Sobre estas matérias não falamos de cor, testámos as instituições de divulgação artística e sabemos do que falamos: a obra baseada na captação ainda é tida como a vanguarda nos centros de apresentação artística. Ora, a Arte baseada nos modos do desenho analógico de dar a ver e na criação digital, apresentada on-line, é uma realidade nova que deverá ser reavaliada.

Para aproximar o trabalho do público, para além do estúdio aberto, criámos um site onde regularmente se realizam exposições on-line que, embora não revelando toda a potencialidade do trabalho, expõem-no com um ritmo apropriado à velocidade da sua produção.

As Exposições on-line e o Estúdio aberto complementam-se e dão ao investigador a possibilidade de sentir a acção do seu trabalho na sociedade que, pelo modo tradicional de apresentação ainda em vigor, estaria condenada.

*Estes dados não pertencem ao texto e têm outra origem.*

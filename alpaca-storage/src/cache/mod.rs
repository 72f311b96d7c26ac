//! Cache store adapter.
//!
//! A key-value cache with per-entry TTL, used by the repository for list
//! reads. Keys are namespaced per entity type so that one flush clears
//! exactly one namespace.
//!
//! # Backends
//!
//! - [`LmdbCacheStore`]: persistent, memory-mapped, shared by the process
//! - [`InMemoryCacheStore`]: process-local, instrumented for tests

pub mod key;
pub mod lmdb_backend;
pub mod memory;
pub mod traits;

pub use key::{CacheKey, CachePrefix};
pub use lmdb_backend::{LmdbCacheError, LmdbCacheStore};
pub use memory::{CacheCallSnapshot, InMemoryCacheStore};
pub use traits::{CacheStats, CacheStore, CacheStoreExt, ListEnvelope};

#[cfg(test)]
pub use traits::MockCacheStore;
#[tokio::test]
async fn cancelled_approve_still_invalidates_lists() {
    let h = ServiceHarness::new();
    let admin = h.as_admin();
    let record = h
        .review
        .submit(&h.as_alice(), submission("Add 1+1", "2"))
        .await
        .expect("submit should succeed");
    let pending = ListRecordsRequest {
        status_code: Some(StatusCode::Pending),
        ..ListRecordsRequest::default()
    };
    let before = h
        .review
        .admin_list(&admin, pending.clone())
        .await
        .expect("list should succeed");
    assert_eq!(before.total, 1);

    h.stack.cache.set_flush_delay(Duration::from_millis(200));
    let cancel = CancellationToken::new();
    let trigger = cancel.clone();
    tokio::spawn(async move {
        tokio::time::sleep(Duration::from_millis(50)).await;
        trigger.cancel();
    });
    let err = h
        .review
        .approve(&admin.clone().with_cancellation(cancel), record.record_id)
        .await
        .unwrap_err();
    assert_eq!(err.code, ErrorCode::OperationFailed);

    tokio::time::sleep(Duration::from_millis(400)).await;
    let after = h
        .review
        .admin_list(&admin, pending)
        .await
        .expect("list should succeed");
    assert_eq!(after.total, 0);
    let current = h
        .review
        .admin_get(&admin, record.record_id)
        .await
        .expect("get should succeed");
    assert_eq!(current.status.code, StatusCode::Approved);
}
//! Entity structs

use crate::{RecordId, Role, StatusCode, Timestamp, UserId};
use serde::{Deserialize, Serialize};

/// Review status: code plus the reviewer's message (set on rejection).
#[derive(Debug, Clone, PartialEq, Eq, Serialize, Deserialize, Default)]
pub struct RecordStatus {
    pub code: StatusCode,
    pub message: String,
}

impl RecordStatus {
    pub fn pending() -> Self {
        Self {
            code: StatusCode::Pending,
            message: String::new(),
        }
    }

    pub fn approved() -> Self {
        Self {
            code: StatusCode::Approved,
            message: String::new(),
        }
    }

    pub fn rejected(message: impl Into<String>) -> Self {
        Self {
            code: StatusCode::Rejected,
            message: message.into(),
        }
    }
}

/// An instruction/input/output triple submitted for review.
#[derive(Debug, Clone, PartialEq, Serialize, Deserialize)]
pub struct InstructionRecord {
    pub record_id: RecordId,
    pub owner_id: UserId,
    /// Username of the owner at submission or last reassignment.
    pub username: String,
    pub instruction: String,
    pub input: String,
    pub output: String,
    pub theme: String,
    pub source: String,
    pub note: Option<String>,
    pub status: RecordStatus,
    pub deleted: bool,
    pub deleted_at: Option<Timestamp>,
    pub created_at: Timestamp,
    pub updated_at: Timestamp,
}

impl InstructionRecord {
    /// Visible to every read path.
    pub fn is_visible(&self) -> bool {
        !self.deleted
    }

    pub fn is_owned_by(&self, user_id: UserId) -> bool {
        self.owner_id == user_id
    }
}

/// A user account as seen by this service. Read-only.
#[derive(Debug, Clone, PartialEq, Eq, Serialize, Deserialize)]
pub struct UserAccount {
    pub user_id: UserId,
    pub username: String,
    pub role: Role,
    pub created_at: Timestamp,
}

A criação da obra de arte pelo procedimento natural que descrevemos, feita de acordo com o decorrer da presente investigação, é certamente oposta a uma arte espelho que tem preenchido, durante gerações, o nosso panorama artístico. Portugal, enquanto país periférico, tem a tradição de absorver os ciclos artísticos acriticamente e de aceitar como extraordinárias as directrizes derivadas dos diferentes centros difusores que, ao longo dos séculos XX e XXI, vêm protagonizando as tendências e as linguagens artísticas no ocidente.

Ao percorrer os museus portugueses, nas alas dedicadas aos séculos XX e XXI, encontramos facilmente esta confirmação.

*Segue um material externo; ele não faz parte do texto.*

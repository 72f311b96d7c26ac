//! Cache store traits.
//!
//! [`CacheStore`] is the byte-level adapter each backend implements.
//! [`CacheStoreExt`] layers typed scalar and list-envelope access on top of
//! any store, including `dyn CacheStore`.

use std::time::Duration;

use alpaca_core::{AlpacaResult, CacheError};
use async_trait::async_trait;
use serde::{de::DeserializeOwned, Deserialize, Serialize};

use super::key::{CacheKey, CachePrefix};

/// Key-value cache with per-entry TTL.
///
/// Backend failures are returned as errors and never swallowed here. Callers
/// decide whether a failure is a miss.
#[cfg_attr(test, mockall::automock)]
#[async_trait]
pub trait CacheStore: Send + Sync {
    /// Raw value for `key`, or `None` when absent or expired.
    async fn get(&self, key: &CacheKey) -> AlpacaResult<Option<Vec<u8>>>;

    /// Store `value` under `key`, replacing any previous entry.
    async fn set(&self, key: &CacheKey, value: Vec<u8>, ttl: Duration) -> AlpacaResult<()>;

    /// Remove `key`. Fails with [`CacheError::KeyNotFound`] when absent.
    async fn delete(&self, key: &CacheKey) -> AlpacaResult<()>;

    /// Delete every key under `prefix`, one at a time. Not atomic.
    ///
    /// Returns the number of keys removed.
    async fn flush_prefix(&self, prefix: &CachePrefix) -> AlpacaResult<u64>;

    /// Get cache statistics.
    async fn stats(&self) -> AlpacaResult<CacheStats>;
}

/// Cached page of a list read: the page itself plus the unpaginated total.
#[derive(Debug, Clone, PartialEq, Serialize, Deserialize)]
pub struct ListEnvelope<T> {
    pub total: u64,
    pub items: Vec<T>,
}

/// Typed access over a [`CacheStore`], JSON encoded.
#[async_trait]
pub trait CacheStoreExt: CacheStore {
    async fn get_value<T>(&self, key: &CacheKey) -> AlpacaResult<Option<T>>
    where
        T: DeserializeOwned + Send,
    {
        match self.get(key).await? {
            Some(bytes) => serde_json::from_slice(&bytes).map(Some).map_err(|e| {
                CacheError::Deserialization {
                    reason: e.to_string(),
                }
                .into()
            }),
            None => Ok(None),
        }
    }

    async fn set_value<T>(&self, key: &CacheKey, value: &T, ttl: Duration) -> AlpacaResult<()>
    where
        T: Serialize + Sync,
    {
        let bytes = serde_json::to_vec(value).map_err(|e| CacheError::Serialization {
            reason: e.to_string(),
        })?;
        self.set(key, bytes, ttl).await
    }

    /// `(total, items)` for a cached list read.
    async fn get_list<T>(&self, key: &CacheKey) -> AlpacaResult<Option<(u64, Vec<T>)>>
    where
        T: DeserializeOwned + Send,
    {
        Ok(self
            .get_value::<ListEnvelope<T>>(key)
            .await?
            .map(|envelope| (envelope.total, envelope.items)))
    }

    async fn set_list<T>(
        &self,
        key: &CacheKey,
        total: u64,
        items: &[T],
        ttl: Duration,
    ) -> AlpacaResult<()>
    where
        T: Serialize + Sync,
    {
        #[derive(Serialize)]
        struct Borrowed<'a, T> {
            total: u64,
            items: &'a [T],
        }
        self.set_value(key, &Borrowed { total, items }, ttl).await
    }
}

impl<S: CacheStore + ?Sized> CacheStoreExt for S {}

/// Statistics about cache usage.
#[derive(Debug, Clone, Default, PartialEq, Eq, Serialize, Deserialize)]
pub struct CacheStats {
    /// Number of cache hits.
    pub hits: u64,
    /// Number of cache misses.
    pub misses: u64,
    /// Number of entries currently in cache.
    pub entry_count: u64,
    /// Approximate storage used by entries, in bytes.
    pub memory_bytes: u64,
    /// Entries dropped because their TTL ran out.
    pub expirations: u64,
}

impl CacheStats {
    /// Calculate the hit rate (0.0 to 1.0).
    pub fn hit_rate(&self) -> f64 {
        let total = self.hits + self.misses;
        if total == 0 {
            0.0
        } else {
            self.hits as f64 / total as f64
        }
    }
}

#[cfg(test)]
mod tests {
    use super::*;
    use alpaca_core::{AlpacaError, EntityType};

    #[test]
    fn test_hit_rate() {
        let stats = CacheStats {
            hits: 3,
            misses: 1,
            ..CacheStats::default()
        };
        assert!((stats.hit_rate() - 0.75).abs() < f64::EPSILON);
        assert_eq!(CacheStats::default().hit_rate(), 0.0);
    }

    #[tokio::test]
    async fn test_get_list_decodes_envelope() {
        let mut mock = MockCacheStore::new();
        mock.expect_get().returning(|_| {
            Ok(Some(
                serde_json::to_vec(&ListEnvelope {
                    total: 7,
                    items: vec!["a".to_string(), "b".to_string()],
                })
                .unwrap(),
            ))
        });

        let key = CacheKey::new(EntityType::InstructionRecord, "fp");
        let (total, items) = mock
            .get_list::<String>(&key)
            .await
            .expect("get_list should succeed")
            .expect("entry should be present");
        assert_eq!(total, 7);
        assert_eq!(items, vec!["a".to_string(), "b".to_string()]);
    }

    #[tokio::test]
    async fn test_get_list_reports_corrupt_entry() {
        let mut mock = MockCacheStore::new();
        mock.expect_get()
            .returning(|_| Ok(Some(b"not json".to_vec())));

        let key = CacheKey::new(EntityType::InstructionRecord, "fp");
        let err = mock.get_list::<String>(&key).await.unwrap_err();
        assert!(matches!(
            err,
            AlpacaError::Cache(CacheError::Deserialization { .. })
        ));
    }

    #[tokio::test]
    async fn test_set_list_writes_envelope_with_ttl() {
        let mut mock = MockCacheStore::new();
        mock.expect_set()
            .withf(|key, value, ttl| {
                let envelope: ListEnvelope<u32> = serde_json::from_slice(value).unwrap();
                key.identity() == "fp"
                    && envelope.total == 10
                    && envelope.items == vec![1, 2]
                    && *ttl == Duration::from_secs(60)
            })
            .times(1)
            .returning(|_, _, _| Ok(()));

        let key = CacheKey::new(EntityType::InstructionRecord, "fp");
        mock.set_list(&key, 10, &[1u32, 2], Duration::from_secs(60))
            .await
            .expect("set_list should succeed");
    }
}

Ora, uma Arte global, com as características tecnológicas e de comunicação da actualidade em permanente interacção, deixará de ter centros de difusão unilaterais e, por consequência também, deixará de ter periferias acriticamente absorventes, logo a obra de arte será tendencialmente criação natural produzida com qualidade, em qualquer lugar.

Uma outra tendência que nos apraz salientar é a substituição do conceito de artista criador, deixando esta designação de ser aplicada, de facto, ao artista plástico que age como manipulador de procedimentos e de acções, pelo de um novo protagonista, o investigador, que assenta o lugar da inovação na tecnologia e na universidade. Serão derivadas das universidades e resultantes de uma produção e divulgação em rede, as propostas artísticas mais inovadoras. Estas são consequência de um trabalho colectivo e solitário que na Web, entre fóruns e redes, se transferem do mundo real para o virtual, tendendo a deixar os espaços expositivos tradicionais remetidos para lugares tendencialmente arqueológicos, povoados de objectos que cada vez mais se desajustam do nosso tempo.

Nas Artes, sentimos que a transição do século XX para o século XXI se situa no final da década de 90, por isso pensamos que a nossa viagem é paradigmática mas segura, estamos num rio invisível em que já é possível navegar.

Faculdade de Belas-Artes da Universidade de Lisboa, 18 de Fevereiro de 2011.